Stored data

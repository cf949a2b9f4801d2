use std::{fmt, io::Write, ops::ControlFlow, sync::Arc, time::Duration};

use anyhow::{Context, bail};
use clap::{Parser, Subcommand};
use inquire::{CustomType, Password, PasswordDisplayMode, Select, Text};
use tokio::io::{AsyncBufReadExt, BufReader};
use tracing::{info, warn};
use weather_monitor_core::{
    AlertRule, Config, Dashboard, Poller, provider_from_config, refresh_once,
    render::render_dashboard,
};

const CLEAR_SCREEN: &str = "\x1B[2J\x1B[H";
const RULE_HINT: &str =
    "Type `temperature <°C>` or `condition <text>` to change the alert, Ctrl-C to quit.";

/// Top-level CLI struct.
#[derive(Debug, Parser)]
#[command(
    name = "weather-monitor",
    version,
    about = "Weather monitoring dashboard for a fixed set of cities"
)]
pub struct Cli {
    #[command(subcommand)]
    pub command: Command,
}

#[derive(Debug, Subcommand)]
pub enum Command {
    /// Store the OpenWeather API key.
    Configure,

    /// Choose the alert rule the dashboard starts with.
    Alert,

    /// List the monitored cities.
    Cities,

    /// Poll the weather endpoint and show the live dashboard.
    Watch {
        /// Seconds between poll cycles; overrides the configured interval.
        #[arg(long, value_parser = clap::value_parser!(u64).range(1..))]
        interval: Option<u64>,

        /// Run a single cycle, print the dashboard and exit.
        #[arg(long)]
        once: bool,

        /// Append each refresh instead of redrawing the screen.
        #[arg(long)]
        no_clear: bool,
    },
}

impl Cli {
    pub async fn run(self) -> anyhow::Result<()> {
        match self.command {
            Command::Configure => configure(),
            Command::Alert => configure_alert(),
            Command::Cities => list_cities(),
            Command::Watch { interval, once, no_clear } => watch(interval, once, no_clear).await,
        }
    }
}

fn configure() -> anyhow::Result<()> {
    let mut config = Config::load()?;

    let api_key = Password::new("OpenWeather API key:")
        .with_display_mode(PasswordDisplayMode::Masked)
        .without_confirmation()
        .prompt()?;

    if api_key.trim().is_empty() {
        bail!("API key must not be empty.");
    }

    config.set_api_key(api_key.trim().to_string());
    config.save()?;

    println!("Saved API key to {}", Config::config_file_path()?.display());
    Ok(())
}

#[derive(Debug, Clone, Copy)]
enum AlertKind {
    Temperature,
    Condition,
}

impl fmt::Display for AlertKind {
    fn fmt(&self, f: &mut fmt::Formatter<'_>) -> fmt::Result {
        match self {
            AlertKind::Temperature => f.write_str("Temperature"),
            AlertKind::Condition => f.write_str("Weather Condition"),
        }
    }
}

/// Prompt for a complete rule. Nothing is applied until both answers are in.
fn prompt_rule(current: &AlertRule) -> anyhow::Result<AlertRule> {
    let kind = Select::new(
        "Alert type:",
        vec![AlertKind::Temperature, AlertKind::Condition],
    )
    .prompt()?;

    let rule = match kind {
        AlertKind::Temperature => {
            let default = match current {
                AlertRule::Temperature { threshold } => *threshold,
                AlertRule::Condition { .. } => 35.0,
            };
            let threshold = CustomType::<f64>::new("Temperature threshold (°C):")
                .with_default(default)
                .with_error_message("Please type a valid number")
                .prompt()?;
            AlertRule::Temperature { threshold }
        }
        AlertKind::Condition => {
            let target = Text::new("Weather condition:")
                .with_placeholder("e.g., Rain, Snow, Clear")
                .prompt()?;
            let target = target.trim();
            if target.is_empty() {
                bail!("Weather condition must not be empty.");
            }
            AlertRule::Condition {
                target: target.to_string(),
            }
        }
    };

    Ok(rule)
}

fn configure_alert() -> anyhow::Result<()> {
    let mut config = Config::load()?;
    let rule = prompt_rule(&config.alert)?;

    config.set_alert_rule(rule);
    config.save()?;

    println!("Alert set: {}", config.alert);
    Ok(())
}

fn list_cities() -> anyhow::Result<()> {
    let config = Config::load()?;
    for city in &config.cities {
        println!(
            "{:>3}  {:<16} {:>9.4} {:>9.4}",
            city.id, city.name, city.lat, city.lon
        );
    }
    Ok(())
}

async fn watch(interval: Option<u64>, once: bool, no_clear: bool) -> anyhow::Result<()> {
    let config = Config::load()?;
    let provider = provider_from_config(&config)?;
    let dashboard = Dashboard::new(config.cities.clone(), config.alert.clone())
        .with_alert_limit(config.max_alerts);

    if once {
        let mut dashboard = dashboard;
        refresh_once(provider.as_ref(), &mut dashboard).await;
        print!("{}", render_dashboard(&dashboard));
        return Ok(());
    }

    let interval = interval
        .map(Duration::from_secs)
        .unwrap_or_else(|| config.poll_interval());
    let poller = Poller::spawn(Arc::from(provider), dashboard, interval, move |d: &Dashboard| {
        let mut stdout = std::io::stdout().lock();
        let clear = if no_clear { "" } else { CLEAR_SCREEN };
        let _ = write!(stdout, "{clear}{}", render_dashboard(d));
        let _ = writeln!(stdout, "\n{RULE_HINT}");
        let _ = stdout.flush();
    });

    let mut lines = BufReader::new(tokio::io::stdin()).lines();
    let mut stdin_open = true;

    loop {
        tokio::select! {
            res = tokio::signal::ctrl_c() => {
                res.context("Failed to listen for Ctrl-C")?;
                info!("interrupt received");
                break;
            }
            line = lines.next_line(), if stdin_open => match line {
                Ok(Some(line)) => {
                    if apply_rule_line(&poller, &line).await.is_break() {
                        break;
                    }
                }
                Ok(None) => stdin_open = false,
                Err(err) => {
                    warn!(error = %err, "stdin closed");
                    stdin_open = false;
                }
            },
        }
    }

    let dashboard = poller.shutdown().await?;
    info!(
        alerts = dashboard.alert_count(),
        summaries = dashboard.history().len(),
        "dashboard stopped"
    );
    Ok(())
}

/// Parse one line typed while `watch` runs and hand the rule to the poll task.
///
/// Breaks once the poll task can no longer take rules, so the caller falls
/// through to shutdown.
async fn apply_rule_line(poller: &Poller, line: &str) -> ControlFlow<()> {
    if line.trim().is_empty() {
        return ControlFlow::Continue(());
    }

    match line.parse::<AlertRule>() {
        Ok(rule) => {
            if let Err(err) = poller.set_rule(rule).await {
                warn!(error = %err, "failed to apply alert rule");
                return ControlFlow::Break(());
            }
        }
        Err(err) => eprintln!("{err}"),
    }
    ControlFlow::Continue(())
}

YOUR TASK: Output an identical copy of every record above.

REPLY:
repository cf949a2b9f4801d2
use std::{fmt, io::Write, ops::ControlFlow, sync::Arc, time::Duration};

use anyhow::{Context, bail};
use clap::{Parser, Subcommand};
use inquire::{CustomType, Password, PasswordDisplayMode, Select, Text};
use tokio::io::{AsyncBufReadExt, BufReader};
use tracing::{info, warn};
use weather_monitor_core::{
    AlertRule, Config, Dashboard, Poller, provider_from_config, refresh_once,
    render::render_dashboard,
};

const CLEAR_SCREEN: &str = "\x1B[2J\x1B[H";
const RULE_HINT: &str =
    "Type `temperature <°C>` or `condition <text>` to change the alert, Ctrl-C to quit.";

/// Top-level CLI struct.
#[derive(Debug, Parser)]
#[command(
    name = "weather-monitor",
    version,
    about = "Weather monitoring dashboard for a fixed set of cities"
)]
pub struct Cli {
    #[command(subcommand)]
    pub command: Command,
}

#[derive(Debug, Subcommand)]
pub enum Command {
    /// Store the OpenWeather API key.
    Configure,

    /// Choose the alert rule the dashboard starts with.
    Alert,

    /// List the monitored cities.
    Cities,

    /// Poll the weather endpoint and show the live dashboard.
    Watch {
        /// Seconds between poll cycles; overrides the configured interval.
        #[arg(long, value_parser = clap::value_parser!(u64).range(1..))]
        interval: Option<u64>,

        /// Run a single cycle, print the dashboard and exit.
        #[arg(long)]
        once: bool,

        /// Append each refresh instead of redrawing the screen.
        #[arg(long)]
        no_clear: bool,
    },
}

impl Cli {
    pub async fn run(self) -> anyhow::Result<()> {
        match self.command {
            Command::Configure => configure(),
            Command::Alert => configure_alert(),
            Command::Cities => list_cities(),
            Command::Watch { interval, once, no_clear } => watch(interval, once, no_clear).await,
        }
    }
}

fn configure() -> anyhow::Result<()> {
    let mut config = Config::load()?;

    let api_key = Password::new("OpenWeather API key:")
        .with_display_mode(PasswordDisplayMode::Masked)
        .without_confirmation()
        .prompt()?;

    if api_key.trim().is_empty() {
        bail!("API key must not be empty.");
    }

    config.set_api_key(api_key.trim().to_string());
    config.save()?;

    println!("Saved API key to {}", Config::config_file_path()?.display());
    Ok(())
}

#[derive(Debug, Clone, Copy)]
enum AlertKind {
    Temperature,
    Condition,
}

impl fmt::Display for AlertKind {
    fn fmt(&self, f: &mut fmt::Formatter<'_>) -> fmt::Result {
        match self {
            AlertKind::Temperature => f.write_str("Temperature"),
            AlertKind::Condition => f.write_str("Weather Condition"),
        }
    }
}

/// Prompt for a complete rule. Nothing is applied until both answers are in.
fn prompt_rule(current: &AlertRule) -> anyhow::Result<AlertRule> {
    let kind = Select::new(
        "Alert type:",
        vec![AlertKind::Temperature, AlertKind::Condition],
    )
    .prompt()?;

    let rule = match kind {
        AlertKind::Temperature => {
            let default = match current {
                AlertRule::Temperature { threshold } => *threshold,
                AlertRule::Condition { .. } => 35.0,
            };
            let threshold = CustomType::<f64>::new("Temperature threshold (°C):")
                .with_default(default)
                .with_error_message("Please type a valid number")
                .prompt()?;
            AlertRule::Temperature { threshold }
        }
        AlertKind::Condition => {
            let target = Text::new("Weather condition:")
                .with_placeholder("e.g., Rain, Snow, Clear")
                .prompt()?;
            let target = target.trim();
            if target.is_empty() {
                bail!("Weather condition must not be empty.");
            }
            AlertRule::Condition {
                target: target.to_string(),
            }
        }
    };

    Ok(rule)
}

fn configure_alert() -> anyhow::Result<()> {
    let mut config = Config::load()?;
    let rule = prompt_rule(&config.alert)?;

    config.set_alert_rule(rule);
    config.save()?;

    println!("Alert set: {}", config.alert);
    Ok(())
}

fn list_cities() -> anyhow::Result<()> {
    let config = Config::load()?;
    for city in &config.cities {
        println!(
            "{:>3}  {:<16} {:>9.4} {:>9.4}",
            city.id, city.name, city.lat, city.lon
        );
    }
    Ok(())
}

async fn watch(interval: Option<u64>, once: bool, no_clear: bool) -> anyhow::Result<()> {
    let config = Config::load()?;
    let provider = provider_from_config(&config)?;
    let dashboard = Dashboard::new(config.cities.clone(), config.alert.clone())
        .with_alert_limit(config.max_alerts);

    if once {
        let mut dashboard = dashboard;
        refresh_once(provider.as_ref(), &mut dashboard).await;
        print!("{}", render_dashboard(&dashboard));
        return Ok(());
    }

    let interval = interval
        .map(Duration::from_secs)
        .unwrap_or_else(|| config.poll_interval());
    let poller = Poller::spawn(Arc::from(provider), dashboard, interval, move |d: &Dashboard| {
        let mut stdout = std::io::stdout().lock();
        let clear = if no_clear { "" } else { CLEAR_SCREEN };
        let _ = write!(stdout, "{clear}{}", render_dashboard(d));
        let _ = writeln!(stdout, "\n{RULE_HINT}");
        let _ = stdout.flush();
    });

    let mut lines = BufReader::new(tokio::io::stdin()).lines();
    let mut stdin_open = true;

    loop {
        tokio::select! {
            res = tokio::signal::ctrl_c() => {
                res.context("Failed to listen for Ctrl-C")?;
                info!("interrupt received");
                break;
            }
            line = lines.next_line(), if stdin_open => match line {
                Ok(Some(line)) => {
                    if apply_rule_line(&poller, &line).await.is_break() {
                        break;
                    }
                }
                Ok(None) => stdin_open = false,
                Err(err) => {
                    warn!(error = %err, "stdin closed");
                    stdin_open = false;
                }
            },
        }
    }

    let dashboard = poller.shutdown().await?;
    info!(
        alerts = dashboard.alert_count(),
        summaries = dashboard.history().len(),
        "dashboard stopped"
    );
    Ok(())
}

/// Parse one line typed while `watch` runs and hand the rule to the poll task.
///
/// Breaks once the poll task can no longer take rules, so the caller falls
/// through to shutdown.
async fn apply_rule_line(poller: &Poller, line: &str) -> ControlFlow<()> {
    if line.trim().is_empty() {
        return ControlFlow::Continue(());
    }

    match line.parse::<AlertRule>() {
        Ok(rule) => {
            if let Err(err) = poller.set_rule(rule).await {
                warn!(error = %err, "failed to apply alert rule");
                return ControlFlow::Break(());
            }
        }
        Err(err) => eprintln!("{err}"),
    }
    ControlFlow::Continue(())
}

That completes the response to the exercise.